Vittoria che deve risuonare ovunque in particolare in quelle regioni i cui popoli sono vittime di guerre e violenze, e dove vivono poveri, persone sole e abbandonate. Così Francesco nel dopo Angelus dice di seguire “con preoccupazione e dolore” quanto sta accadendo a Haiti e invita a pregare perché “perché cessi ogni sorta di violenza e tutti offrano il loro contributo per far crescere la pace e la riconciliazione nel Paese, con il sostegno rinnovato della Comunità internazionale”. Preghiere anche per l’Ucraina e la Terra Santa: “cessino al più presto le ostilità che provocano immani sofferenze nella popolazione civile”. Parole che fanno seguito a quanto pronunciato nell’intervista alla Radiotelevisione svizzera con le quali chiedeva il “coraggio” del negoziato per uscire dal conflitto russo-ucraino e bollava come “irresponsabili” coloro che fanno la guerra.

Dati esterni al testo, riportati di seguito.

//! Playbook rule types.
//!
//! `Raw*` structs mirror the on-disk document shape and are only used while
//! loading; the registry validates them into [`PlaybookRule`] with
//! tagged trigger clauses.

use std::fmt;
use std::path::PathBuf;

use serde::{Deserialize, Serialize};

use crate::state::{Mode, TargetCategory};

/// Document versions this crate can load.
pub const SUPPORTED_VERSION: u32 = 1;

/// Typed value of a context field or an equality clause operand.
#[derive(Debug, Clone, PartialEq, Eq, Serialize, Deserialize)]
#[serde(untagged)]
pub enum ContextValue {
    Bool(bool),
    Int(i64),
    Text(String),
}

impl ContextValue {
    pub fn as_int(&self) -> Option<i64> {
        match self {
            Self::Int(v) => Some(*v),
            _ => None,
        }
    }
}

impl fmt::Display for ContextValue {
    fn fmt(&self, f: &mut fmt::Formatter<'_>) -> fmt::Result {
        match self {
            Self::Bool(v) => write!(f, "{}", v),
            Self::Int(v) => write!(f, "{}", v),
            Self::Text(v) => f.write_str(v),
        }
    }
}

#[derive(Debug, Clone, Copy, PartialEq, Eq, Hash)]
pub enum Comparator {
    Gt,
    Gte,
    Lt,
    Lte,
}

impl Comparator {
    pub fn holds(&self, actual: i64, bound: i64) -> bool {
        match self {
            Self::Gt => actual > bound,
            Self::Gte => actual >= bound,
            Self::Lt => actual < bound,
            Self::Lte => actual <= bound,
        }
    }

    pub fn as_str(&self) -> &'static str {
        match self {
            Self::Gt => "gt",
            Self::Gte => "gte",
            Self::Lt => "lt",
            Self::Lte => "lte",
        }
    }
}

#[derive(Debug, Clone, PartialEq, Eq)]
pub enum TriggerClause {
    /// Empty lists accept any mode/target.
    Pattern {
        modes: Vec<Mode>,
        targets: Vec<TargetCategory>,
    },
    Equals {
        field: String,
        value: ContextValue,
    },
    /// Every comparator must hold.
    Threshold {
        field: String,
        bounds: Vec<(Comparator, i64)>,
    },
}

/// Flags and events a rule says it addresses. Advisory only.
#[derive(Debug, Clone, Default, PartialEq, Eq, Serialize, Deserialize)]
#[serde(default, deny_unknown_fields)]
pub struct StateHint {
    pub flags: Vec<String>,
    pub events: Vec<String>,
}

impl StateHint {
    pub fn is_empty(&self) -> bool {
        self.flags.is_empty() && self.events.is_empty()
    }
}

#[derive(Debug, Clone, Default, PartialEq, Eq, Serialize, Deserialize)]
#[serde(default, deny_unknown_fields)]
pub struct MandatoryAction {
    pub tool: Option<String>,
    pub route: Option<String>,
}

impl MandatoryAction {
    pub fn is_empty(&self) -> bool {
        self.tool.as_deref().is_none_or(str::is_empty)
            && self.route.as_deref().is_none_or(str::is_empty)
    }
}

#[derive(Debug, Clone, PartialEq, Eq)]
pub struct PlaybookRule {
    pub id: String,
    pub order: i64,
    pub description: Vec<String>,
    pub trigger: Vec<TriggerClause>,
    pub state_hint: StateHint,
    pub action: MandatoryAction,
    pub source: PathBuf,
}

// On-disk shape.

#[derive(Debug, Deserialize)]
#[serde(deny_unknown_fields)]
pub(crate) struct RawDocument {
    pub version: u32,
    #[serde(default)]
    pub rules: Vec<RawRule>,
    #[serde(default)]
    pub conditional_rules: Vec<RawRule>,
}

#[derive(Debug, Deserialize)]
#[serde(deny_unknown_fields)]
pub(crate) struct RawRule {
    #[serde(default)]
    pub id: String,
    #[serde(default)]
    pub order: i64,
    #[serde(default)]
    pub description: Lines,
    #[serde(default)]
    pub trigger: RawTrigger,
    #[serde(default)]
    pub state_hint: StateHint,
    #[serde(default)]
    pub mandatory_next_action: MandatoryAction,
}

/// A single line or a list of lines.
#[derive(Debug, Deserialize)]
#[serde(untagged)]
pub(crate) enum Lines {
    One(String),
    Many(Vec<String>),
}

impl Default for Lines {
    fn default() -> Self {
        Self::Many(Vec::new())
    }
}

impl Lines {
    pub fn into_vec(self) -> Vec<String> {
        match self {
            Self::One(line) => vec![line],
            Self::Many(lines) => lines,
        }
    }
}

#[derive(Debug, Default, Deserialize)]
#[serde(default, deny_unknown_fields)]
pub(crate) struct RawTrigger {
    pub pattern: Option<RawPattern>,
    pub equals: Vec<RawEquals>,
    pub counters: Vec<RawThreshold>,
}

#[derive(Debug, Default, Deserialize)]
#[serde(default, deny_unknown_fields)]
pub(crate) struct RawPattern {
    pub modes: Vec<Mode>,
    pub targets: Vec<TargetCategory>,
}

#[derive(Debug, Deserialize)]
#[serde(deny_unknown_fields)]
pub(crate) struct RawEquals {
    pub field: String,
    pub value: ContextValue,
}

#[derive(Debug, Deserialize)]
#[serde(deny_unknown_fields)]
pub(crate) struct RawThreshold {
    pub field: String,
    pub gt: Option<i64>,
    pub gte: Option<i64>,
    pub lt: Option<i64>,
    pub lte: Option<i64>,
}

impl RawThreshold {
    pub fn bounds(&self) -> Vec<(Comparator, i64)> {
        [
            (Comparator::Gt, self.gt),
            (Comparator::Gte, self.gte),
            (Comparator::Lt, self.lt),
            (Comparator::Lte, self.lte),
        ]
        .into_iter()
        .filter_map(|(cmp, bound)| bound.map(|b| (cmp, b)))
        .collect()
    }
}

Messaggio di speranza, dunque, e la pagina di Giovanni ci aiuta a comprendere il messaggio centrale del Vangelo. Nicodemo, un fariseo, va a trovare Gesù di notte, forse per non essere visto dopo la cacciata dei mercanti dal tempio, critica esplicita ai sadducei che avevano il compito di governare gli accessi dei fedeli. Forse anche per cercare di portare il giovane e famoso rabbi dalla sua parte; in qualche modo crede ma non ha ancora il coraggio di andare fino in fondo, di fare la scelta radicale e allora sceglie la notte: è un uomo in ricerca ma è ancora nell’oscurità, nella notte, appunto. “Il Signore lo accoglie, dialoga con lui e gli rivela di essere venuto non a condannare ma a salvare il mondo” afferma Papa Francesco all’Angelus, che ricorda come spesso nel Vangelo Gesù svela “le intenzioni delle persone che incontra, a volte smascherandone atteggiamenti falsi, come con i farisei, o facendole riflettere sul disordine della loro vita, come con la Samaritana”.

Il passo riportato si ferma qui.